Leeds Marathon

Back in the day, Leeds had a marathon. Then, in 2003, just before I became an adult, they stopped having one. And for twenty years there was no city marathon. In 2022, I went travelling. And Leeds announced they were launching a new city marathon. Finally, in 2026, my schedule and the Leeds Marthon schedule lined up. I feel like Baddiel and Skinner should write a song about this.
I’ve had a tough time with marathon running recently, most recently running Dublin Marathon on my birthday. This time, I felt quite anxious for the first four kilometres or so. Maybe it was that feelings of “this is going to be hours of suffering ahead”. After this, though, it mostly went away. I had some light headedness about 16 kilometres in, but otherwise felt good.

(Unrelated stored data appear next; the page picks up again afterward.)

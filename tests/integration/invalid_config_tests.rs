//! These tests are for testing some invalid config-file-specific options.

use assert_cmd::prelude::*;
use predicates::prelude::*;
use tempfile::TempDir;

use crate::util::netledger_command;

fn with_config(config: &str, data_dir: &TempDir) -> std::process::Command {
    let mut cmd = netledger_command(&["-C", config]);
    cmd.arg("--data_dir").arg(data_dir.path()).arg("totals");
    cmd
}

#[test]
fn test_toml_mismatch_type() {
    let dir = TempDir::new().unwrap();

    with_config("./tests/invalid_configs/toml_mismatch_type.toml", &dir)
        .assert()
        .failure()
        .stderr(predicate::str::contains("invalid type"));
}

#[test]
fn test_invalid_interval() {
    let dir = TempDir::new().unwrap();

    with_config("./tests/invalid_configs/invalid_interval.toml", &dir)
        .assert()
        .failure()
        .stderr(predicate::str::contains(
            "'interval' was set with an invalid value",
        ));
}

#[test]
fn test_negative_limit() {
    let dir = TempDir::new().unwrap();

    with_config("./tests/invalid_configs/negative_limit.toml", &dir)
        .assert()
        .failure()
        .stderr(predicate::str::contains(
            "'daily_limit_mb' was set with an invalid value",
        ));
}

#[test]
fn test_zero_enumerator_timeout() {
    let dir = TempDir::new().unwrap();

    with_config("./tests/invalid_configs/zero_enumerator_timeout.toml", &dir)
        .assert()
        .failure()
        .stderr(predicate::str::contains(
            "'enumerator_timeout' was set with an invalid value",
        ));
}

/// This test isn't really needed as the TOML parser already rejects this.
/// However, it is worth checking anyways.
#[test]
fn test_duplicate_key() {
    let dir = TempDir::new().unwrap();

    with_config("./tests/invalid_configs/duplicate_key.toml", &dir)
        .assert()
        .failure()
        .stderr(predicate::str::contains("duplicate key"));
}

#[test]
fn test_missing_config_is_created() {
    let dir = TempDir::new().unwrap();
    let config = dir.path().join("config").join("netledger.toml");

    netledger_command(&[])
        .arg("-C")
        .arg(&config)
        .arg("--data_dir")
        .arg(dir.path())
        .arg("totals")
        .assert()
        .success();

    assert!(config.exists());
}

I also moved well. My last few marathons have all been around 4:30 mark, so I was expecting to be slower than this with the big hill coming back from Otley. But it just never materialised. I kept ticking kilometres off at just over six minutes. I think I had mentally prepared myself for it to be super hilly, and so once I was up onto the ridge line, and even coming back from Otley, it just never felt that bad. I ran almost the whole way up to Bramhope with only a short walking stint to eat.
At about 34k, the marathon and half marathon routes merge. This meant those of us running a marathon at six minutes a kilometre, and those running a half at what I would guess would be 12ish minutes, were jammed together on the same road. It was hard to find space, and I felt sorry for the half runners who suddenly found themselves swarmed by marathon runners. It was crowded the whole way down Otley Road and into the stadium. Lovely finish line, though.

My time was:
4:02:50
Elina and Venla came to meet me after the race. It was tricky finding each other as both o2 and Vodafone’s networks were down around the stadium.

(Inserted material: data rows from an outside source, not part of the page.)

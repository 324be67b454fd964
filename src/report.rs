//! Derived artifacts built from the ledgers: CSV exports, the per-day text
//! report, and the merged multi-day report.

pub mod csv;
pub mod daily;

use std::path::PathBuf;

use thiserror::Error;

pub use self::csv::{export_csv, ExportSummary};
pub use daily::{merge_daily_reports, write_daily_report, DailyReport, MergeOutcome};

/// An error while writing a report or export.
#[derive(Debug, Error)]
pub enum ReportError {
    #[error("failed to access '{}': {source}", path.display())]
    Io {
        path: PathBuf,
        #[source]
        source: std::io::Error,
    },
}

impl ReportError {
    pub(crate) fn io(path: impl Into<PathBuf>, source: std::io::Error) -> Self {
        ReportError::Io {
            path: path.into(),
            source,
        }
    }
}
//! Argument parsing via clap.

use std::path::PathBuf;

use clap::*;
use indoc::indoc;

use crate::constants::{ENV_DATA_DIR, ENV_INTERFACE, ENV_INTERVAL, ENV_LIMIT_MB};

const TEMPLATE: &str = indoc! {
    "{name} {version}
    {author}

    {about}

    {usage-heading} {usage}

    {all-args}"
};

const USAGE: &str = "netledger [OPTIONS] [COMMAND]";

/// The arguments for netledger.
#[derive(Parser, Debug)]
#[command(
    name = crate_name!(),
    version = crate_version!(),
    author = crate_authors!(),
    about = crate_description!(),
    disable_help_flag = true,
    disable_version_flag = true,
    disable_help_subcommand = true,
    color = ColorChoice::Auto,
    help_template = TEMPLATE,
    override_usage = USAGE,
    rename_all = "snake_case",
)]
pub struct Args {
    #[command(subcommand)]
    pub(crate) command: Option<NetledgerCommand>,

    #[command(flatten)]
    pub(crate) general_args: GeneralArgs,

    #[command(flatten)]
    pub(crate) collector_args: CollectorArgs,

    #[command(flatten)]
    pub(crate) other_args: OtherArgs,
}

impl Args {
    /// The command to run, defaulting to [`NetledgerCommand::Run`].
    pub fn selected_command(&self) -> NetledgerCommand {
        self.command.unwrap_or(NetledgerCommand::Run)
    }
}

/// What netledger should do.
#[derive(Subcommand, Clone, Copy, Debug, PartialEq, Eq)]
pub enum NetledgerCommand {
    #[command(about = "Samples on every tick until interrupted. This is the default.")]
    Run,

    #[command(about = "Exports the ledgers to CSV files in the export directory.")]
    Export,

    #[command(about = "Appends a report block for today to today's report file.")]
    Report,

    #[command(about = "Merges all daily reports into a single file.")]
    Merge,

    #[command(about = "Prints the total usage recorded for each day.")]
    Totals,

    #[command(about = "Prints today's application sightings.")]
    Today,
}

#[derive(Args, Clone, Debug, Default)]
#[command(next_help_heading = "General Options", rename_all = "snake_case")]
pub(crate) struct GeneralArgs {
    #[arg(
        short = 'C',
        long,
        value_name = "PATH",
        global = true,
        help = "Sets the location of the config file.",
        long_help = "Sets the location of the config file. Expects a config file in the TOML format. \
                    If it doesn't exist, a default config file is created at the path."
    )]
    pub(crate) config_location: Option<PathBuf>,

    #[arg(
        long,
        value_name = "PATH",
        env = ENV_DATA_DIR,
        global = true,
        help = "Sets the directory holding the usage and application ledgers."
    )]
    pub(crate) data_dir: Option<PathBuf>,

    #[arg(
        long,
        value_name = "PATH",
        global = true,
        help = "Sets the directory daily reports are written to.",
        long_help = "Sets the directory daily reports are written to and merged from. Defaults to \
                    a 'reports' directory inside the data directory."
    )]
    pub(crate) report_dir: Option<PathBuf>,

    #[arg(
        long,
        value_name = "PATH",
        global = true,
        help = "Sets the directory CSV exports are written to.",
        long_help = "Sets the directory CSV exports are written to. Defaults to the current directory."
    )]
    pub(crate) export_dir: Option<PathBuf>,

    #[arg(
        long,
        value_name = "PATH",
        global = true,
        help = "Sets the location of the log file.",
        long_help = "Sets the location of the log file. Defaults to 'netledger.log' inside the data \
                    directory."
    )]
    pub(crate) log_file: Option<PathBuf>,
}

#[derive(Args, Clone, Debug, Default)]
#[command(next_help_heading = "Collector Options", rename_all = "snake_case")]
pub(crate) struct CollectorArgs {
    #[arg(
        short = 'i',
        long,
        value_name = "NAME",
        env = ENV_INTERFACE,
        global = true,
        help = "Sets the network interface to sample.",
        long_help = "Sets the network interface to sample, e.g. 'Wi-Fi', 'eth0', or 'en0'. An interface \
                    that does not exist is recorded as zero usage; use --list_interfaces to see what \
                    is available."
    )]
    pub(crate) interface: Option<String>,

    #[arg(
        short = 'l',
        long,
        value_name = "MB",
        env = ENV_LIMIT_MB,
        global = true,
        help = "Warns when the day's total usage goes over this many MB."
    )]
    pub(crate) limit: Option<String>,

    #[arg(
        short = 'r',
        long,
        value_name = "TIME",
        env = ENV_INTERVAL,
        global = true,
        help = "Sets how often usage is sampled.",
        long_help = "Sets how often usage is sampled. Takes a number in milliseconds or a human \
                    duration (e.g. 30s). The minimum is 1s, and the default is 10s."
    )]
    pub(crate) interval: Option<String>,

    #[arg(
        long,
        global = true,
        help = "Runs a single tick, writes the report, and exits."
    )]
    pub(crate) once: bool,

    #[arg(
        long,
        help = "Lists the network interfaces that can be sampled, and exits."
    )]
    pub(crate) list_interfaces: bool,
}

#[derive(Args, Clone, Debug, Default)]
#[command(next_help_heading = "Other Options", rename_all = "snake_case")]
pub(crate) struct OtherArgs {
    #[arg(short='h', long, action=ArgAction::Help, help="Prints help info (for more details use '--help'.)")]
    help: (),

    #[arg(short='V', long, action=ArgAction::Version, help="Prints version information.")]
    version: (),
}

/// Returns the parsed command line arguments.
pub fn get_args() -> Args {
    Args::parse()
}

/// Returns an [`Command`] based off of [`Args`].
#[cfg(test)]
fn build_cmd() -> Command {
    <Args as CommandFactory>::command()
}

The support was excellent. I’ve never done London but I’ve done Dublin twice and I would say in Dublin, there are people watching more than there are not people. Leeds wasn’t quite Dublin good but much stronger than any other race I’ve done. I think that says quite a lot given it is not a city marathon: Dublin stays within the city at all times, whereas this is an out-and-back to Otley and still enjoys great support along a lot of the course.
Overall, great race. I would still say it is pretty hilly to make a PB attempt on it, and you risk getting trapped behind half marathon runners. But as a nice day out with great support, it’s a lovely race to do.